Il microcosmo delle relazioni tra gli individui trova un duplicato nei rapporti interstatuali.
Più specificamente, in ambito europeo, la gestione della crisi sanitaria ed economica prodotta dallo scatenarsi dell’epidemia non si è articolata su di un fronte comune e la trattativa relativa alle misure necessarie da adottare per affrontare l’emergenza appare un’impresa gravosa.
È necessario rilevare che da sempre i corpi politici hanno messo in atto una pratica costante di immunizzazione delle minacce provenienti dall’evento non sussumibile in una previsione.
Il percorso verso la ricostituzione di un equilibrio perennemente in bilico si è manifestato storicamente attraverso differenti dinamiche, le quali hanno cercato di garantire l’esistenza e la conservazione identitaria, dapprima dei sistemi embrionali e, successivamente, delle società sempre più complesse. Come Roberto Esposito ha osservato, risiede in questo procedimento il “perno di rotazione simbolico e materiale” di ogni sistema sociale2.
In tale ottica, la situazione attuale ci invita a riflettere, partendo proprio dalla gestione della crisi a livello europeo, sull’esistenza di un’anima politica dell’Europa, retta da uno spirito di solidarietà e fratellanza tra gli Stati.
Il recente dibattito sugli Eurobond darebbe, viceversa, una fotografia dell’Unione Europea, come un insieme di “piccole patrie” portatrici di egoismi nazionalistici.
Di forte attualità sono le parole che, alla fine delle prima guerra mondiale, Hans Kelsen ha scritto in un saggio dedicato al “pacifismo giuridico”: «compito infinito del giurista che voglia realizzare la civitas maxima è quello di smantellare la categoria della sovranità degli Stati»3.
Del resto solo il superamento del concetto di Stato-Nazione può condurre a ripensare l’Europa in chiave di inedito. E l’inedito consiste nel porre limiti alle politiche di austerità a beneficio del pareggio di bilancio e alla continua opposizione tra paesi creditori e paesi debitori.
Eppure non si fa altro che collocare lo spazio politico europeo in un orizzonte concettuale già noto, vincolato alle categorie della tradizione costituzionale degli Stati-Nazione.

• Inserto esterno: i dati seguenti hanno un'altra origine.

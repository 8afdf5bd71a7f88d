//! Log-return transform.
//!
//! `r[t] = ln(p[t]) - ln(p[t-1])`. The first date produces no return. A
//! missing or non-positive price makes the neighbouring returns NaN; nothing
//! is forward-filled.

use crate::domain::{PriceSeries, PriceTable, ReturnSeries, ReturnTable};

/// Log-returns of a plain price slice. Output length is `prices.len() - 1`
/// (empty for fewer than two prices).
pub fn log_returns(prices: &[f64]) -> Vec<f64> {
    prices.windows(2).map(|w| w[1].ln() - w[0].ln()).collect()
}

/// Log-returns of a single price series, dated at the later of each pair.
pub fn series_returns(prices: &PriceSeries) -> ReturnSeries {
    let dates = prices.dates.iter().skip(1).copied().collect();
    ReturnSeries::new(prices.asset.clone(), dates, log_returns(&prices.prices))
}

/// Log-returns of an aligned price table.
///
/// Rows where every asset's return is NaN are dropped (this always removes
/// the leading edge where no asset has history yet). Rows missing for only
/// some assets keep NaN for those assets.
pub fn table_returns(prices: &PriceTable) -> ReturnTable {
    let dates = prices.dates.iter().skip(1).copied().collect();
    let mut returns = ReturnTable::new(dates);
    for (asset, column) in prices.assets.iter().zip(&prices.columns) {
        returns.push_column(asset.clone(), log_returns(column));
    }

    let columns = returns.columns.clone();
    returns.retain_rows(|i| columns.iter().any(|c| !c[i].is_nan()));
    returns
}

#[cfg(test)]
mod tests {
    use super::*;
    use chrono::NaiveDate;

    fn d(day: u32) -> NaiveDate {
        NaiveDate::from_ymd_opt(2024, 1, day).unwrap()
    }

    #[test]
    fn returns_match_log_ratios() {
        let r = log_returns(&[100.0, 101.0, 99.0, 102.0]);
        assert_eq!(r.len(), 3);
        assert!((r[0] - (1.01f64).ln()).abs() < 1e-12);
        assert!((r[1] - (99.0f64 / 101.0).ln()).abs() < 1e-12);
        assert!((r[2] - (102.0f64 / 99.0).ln()).abs() < 1e-12);
    }

    #[test]
    fn short_inputs_produce_no_returns() {
        assert!(log_returns(&[]).is_empty());
        assert!(log_returns(&[100.0]).is_empty());
    }

    #[test]
    fn missing_price_poisons_adjacent_returns() {
        let r = log_returns(&[100.0, f64::NAN, 102.0, 103.0]);
        assert!(r[0].is_nan());
        assert!(r[1].is_nan());
        assert!(r[2].is_finite());
    }

    #[test]
    fn non_positive_price_is_nan() {
        let r = log_returns(&[100.0, -5.0]);
        assert!(r[0].is_nan());
    }

    #[test]
    fn series_returns_drop_first_date() {
        let p = PriceSeries::new("SPY", vec![d(2), d(3), d(4)], vec![100.0, 110.0, 121.0]);
        let r = series_returns(&p);
        assert_eq!(r.dates, vec![d(3), d(4)]);
        assert!((r.values[0] - 1.1f64.ln()).abs() < 1e-12);
    }

    #[test]
    fn table_drops_rows_missing_everywhere_only() {
        let mut prices = PriceTable::new(vec![d(2), d(3), d(4), d(5)]);
        // QQQ has a late start; both are missing on the 4th.
        prices.push_column("SPY", vec![100.0, 101.0, f64::NAN, 103.0]);
        prices.push_column("QQQ", vec![f64::NAN, 200.0, f64::NAN, 202.0]);

        let r = table_returns(&prices);
        // Returns dated 3rd, 4th, 5th. 3rd: SPY ok, QQQ NaN. 4th: both NaN -> dropped.
        // 5th: both NaN (previous price missing) -> dropped.
        assert_eq!(r.dates, vec![d(3)]);
        assert!(r.column("SPY").unwrap()[0].is_finite());
        assert!(r.column("QQQ").unwrap()[0].is_nan());
    }

    #[test]
    fn table_with_single_row_is_empty() {
        let mut prices = PriceTable::new(vec![d(2)]);
        prices.push_column("SPY", vec![100.0]);
        let r = table_returns(&prices);
        assert!(r.is_empty());
        assert_eq!(r.assets, vec!["SPY"]);
    }
}
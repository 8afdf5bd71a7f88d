//! Study orchestration: from aligned prices to a complete report.
//!
//! A study runs, per asset, the battery on the full sample and on the
//! winsorized sample, a rolling-window scan, and the battery on the
//! weighted portfolio (raw and winsorized). Nothing here does I/O.

use std::collections::BTreeMap;

use chrono::{DateTime, NaiveDate, Utc};
use rayon::prelude::*;
use serde::{Deserialize, Serialize};
use thiserror::Error;

use normlab_core::data::DataSource;
use normlab_core::normality::{run_battery, BatteryConfig, NormalityResult};
use normlab_core::portfolio::{aggregate, equal_weights, PortfolioError, Weights};
use normlab_core::returns::table_returns;
use normlab_core::rolling::{scan_table, RollingResultSet};
use normlab_core::trim::winsorize;
use normlab_core::{PriceTable, ReturnTable};

use crate::config::{ConfigError, RunId, StudyConfig};
use crate::data_loader::LoadedPrices;

#[derive(Debug, Error)]
pub enum StudyError {
    #[error("config error: {0}")]
    Config(#[from] ConfigError),

    #[error("portfolio error: {0}")]
    Portfolio(#[from] PortfolioError),

    #[error("ticker '{0}' has no loaded prices")]
    MissingAsset(String),
}

/// Full-sample and optionally winsorized battery for one asset.
#[derive(Debug, Clone, PartialEq, Serialize, Deserialize)]
pub struct AssetBattery {
    pub asset: String,
    pub full: NormalityResult,
    #[serde(skip_serializing_if = "Option::is_none")]
    pub trimmed: Option<NormalityResult>,
}

/// Rolling-scan totals for one asset.
#[derive(Debug, Clone, PartialEq, Serialize, Deserialize)]
pub struct RollingSummary {
    pub asset: String,
    pub windows: usize,
    pub normal_windows: usize,
    /// Windows with too few valid observations to test.
    pub degenerate_windows: usize,
    /// NaN when the asset produced no windows.
    pub acceptance_rate: f64,
    pub first_normal_end: Option<NaiveDate>,
    pub last_normal_end: Option<NaiveDate>,
}

#[derive(Debug, Clone, PartialEq, Serialize, Deserialize)]
pub struct PortfolioReport {
    pub weights: Weights,
    /// True when no weights were configured.
    pub equal_weighted: bool,
    pub full: NormalityResult,
    pub trimmed: NormalityResult,
}

#[derive(Debug, Clone, Serialize, Deserialize)]
pub struct StudyReport {
    pub run_id: RunId,
    pub config: StudyConfig,
    pub generated_at: DateTime<Utc>,
    pub dataset_hash: String,
    pub sources: BTreeMap<String, DataSource>,
    pub synthetic: bool,
    /// Rows of the aligned return table.
    pub observations: usize,
    pub first_date: Option<NaiveDate>,
    pub last_date: Option<NaiveDate>,
    pub assets: Vec<AssetBattery>,
    pub rolling: RollingResultSet,
    pub rolling_summaries: Vec<RollingSummary>,
    pub portfolio: PortfolioReport,
}

/// Battery per asset of `returns`, in table order.
///
/// With `trim = Some(f)` each column is also winsorized at `f` and tested
/// again.
pub fn battery_by_asset(
    returns: &ReturnTable,
    battery: &BatteryConfig,
    trim: Option<f64>,
    parallel: bool,
) -> Vec<AssetBattery> {
    let evaluate = |(asset, column): (&String, &Vec<f64>)| AssetBattery {
        asset: asset.clone(),
        full: run_battery(column, battery),
        trimmed: trim.map(|f| run_battery(&winsorize(column, f), battery)),
    };

    if parallel {
        returns.assets.par_iter().zip(returns.columns.par_iter()).map(evaluate).collect()
    } else {
        returns.assets.iter().zip(returns.columns.iter()).map(evaluate).collect()
    }
}

/// Per-asset totals of a rolling scan, in result order.
pub fn summarize_rolling(set: &RollingResultSet) -> Vec<RollingSummary> {
    set.assets()
        .into_iter()
        .map(|asset| {
            let mut summary = RollingSummary {
                asset: asset.to_string(),
                windows: 0,
                normal_windows: 0,
                degenerate_windows: 0,
                acceptance_rate: f64::NAN,
                first_normal_end: None,
                last_normal_end: None,
            };
            for w in set.for_asset(asset) {
                summary.windows += 1;
                if w.result.is_degenerate() {
                    summary.degenerate_windows += 1;
                }
                if w.is_normal() {
                    summary.normal_windows += 1;
                    summary.first_normal_end.get_or_insert(w.window_end);
                    summary.last_normal_end = Some(w.window_end);
                }
            }
            if summary.windows > 0 {
                summary.acceptance_rate = summary.normal_windows as f64 / summary.windows as f64;
            }
            summary
        })
        .collect()
}

/// Battery on the weighted portfolio of `returns`, raw and winsorized at
/// `trim_fraction`. `None` weights means equal weights.
pub fn portfolio_battery(
    returns: &ReturnTable,
    weights: Option<&Weights>,
    battery: &BatteryConfig,
    trim_fraction: f64,
) -> Result<PortfolioReport, PortfolioError> {
    let weights = match weights {
        Some(w) => w.clone(),
        None => equal_weights(returns),
    };
    let series = aggregate(returns, &weights)?;
    Ok(PortfolioReport {
        full: run_battery(&series.values, battery),
        trimmed: run_battery(&winsorize(&series.values, trim_fraction), battery),
        equal_weighted: weights_are_equal(&weights, returns),
        weights,
    })
}

fn weights_are_equal(weights: &Weights, returns: &ReturnTable) -> bool {
    weights.len() == returns.asset_count() && *weights == equal_weights(returns)
}

/// Columns of `prices` for `tickers`, in ticker order.
fn select_assets(prices: &PriceTable, tickers: &[String]) -> Result<PriceTable, StudyError> {
    let mut out = PriceTable::new(prices.dates.clone());
    for ticker in tickers {
        let column = prices
            .column(ticker)
            .ok_or_else(|| StudyError::MissingAsset(ticker.clone()))?;
        out.push_column(ticker.clone(), column.to_vec());
    }
    Ok(out)
}

/// Run the whole study on already-loaded prices.
pub fn run_study(config: &StudyConfig, prices: &LoadedPrices) -> Result<StudyReport, StudyError> {
    config.validate()?;
    let run_id = config.run_id();
    let battery = config.battery_config();
    let fraction = config.trim.fraction;

    let selected = select_assets(&prices.table, &config.data.tickers)?;
    let returns = table_returns(&selected);
    tracing::info!(
        run_id = %&run_id[..12],
        assets = returns.asset_count(),
        observations = returns.len(),
        "running study"
    );

    let assets = battery_by_asset(&returns, &battery, Some(fraction), config.rolling.parallel);

    let rolling = scan_table(&returns, &config.rolling_config());
    let rolling_summaries = summarize_rolling(&rolling);
    let degenerate: usize = rolling_summaries.iter().map(|s| s.degenerate_windows).sum();
    if degenerate > 0 {
        tracing::debug!(degenerate, "rolling windows with too few observations");
    }
    tracing::info!(
        windows = rolling.len(),
        acceptance_rate = rolling.acceptance_rate(),
        "rolling scan complete"
    );

    let portfolio = portfolio_battery(&returns, config.portfolio.weights.as_ref(), &battery, fraction)?;

    let sources = config
        .data
        .tickers
        .iter()
        .filter_map(|t| prices.sources.get(t).map(|s| (t.clone(), *s)))
        .collect();

    Ok(StudyReport {
        run_id,
        config: config.clone(),
        generated_at: Utc::now(),
        dataset_hash: prices.dataset_hash.clone(),
        sources,
        synthetic: prices.synthetic,
        observations: returns.len(),
        first_date: returns.dates.first().copied(),
        last_date: returns.dates.last().copied(),
        assets,
        rolling,
        rolling_summaries,
        portfolio,
    })
}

Tuttavia nel momento in cui l’emergenza non fa altro che marcare nuovamente le distanze e le divisioni tra gli Stati, si fa acceso il dibattito sulla necessità di promuovere una “Costituzione della Terra”, un patto a garanzia del rispetto dei diritti fondamentali, dei beni comuni e della vita di ogni individuo4. D’altronde se i diritti fondamentali costituiscono, da un lato “limiti” del potere, dall’altro,
vincolano ad azioni condivise, ispirate ai principi di solidarietà e fratellanza.
Emblematiche sono le parole di Jürgen Habermas nell’affermare che solo la solidarietà può liberarci dall’odio che scorre tra paesi creditori e debitori dell’Unione e che, neanche la recente catastrofe sanitaria ed economica sembra riuscire a scalfire5.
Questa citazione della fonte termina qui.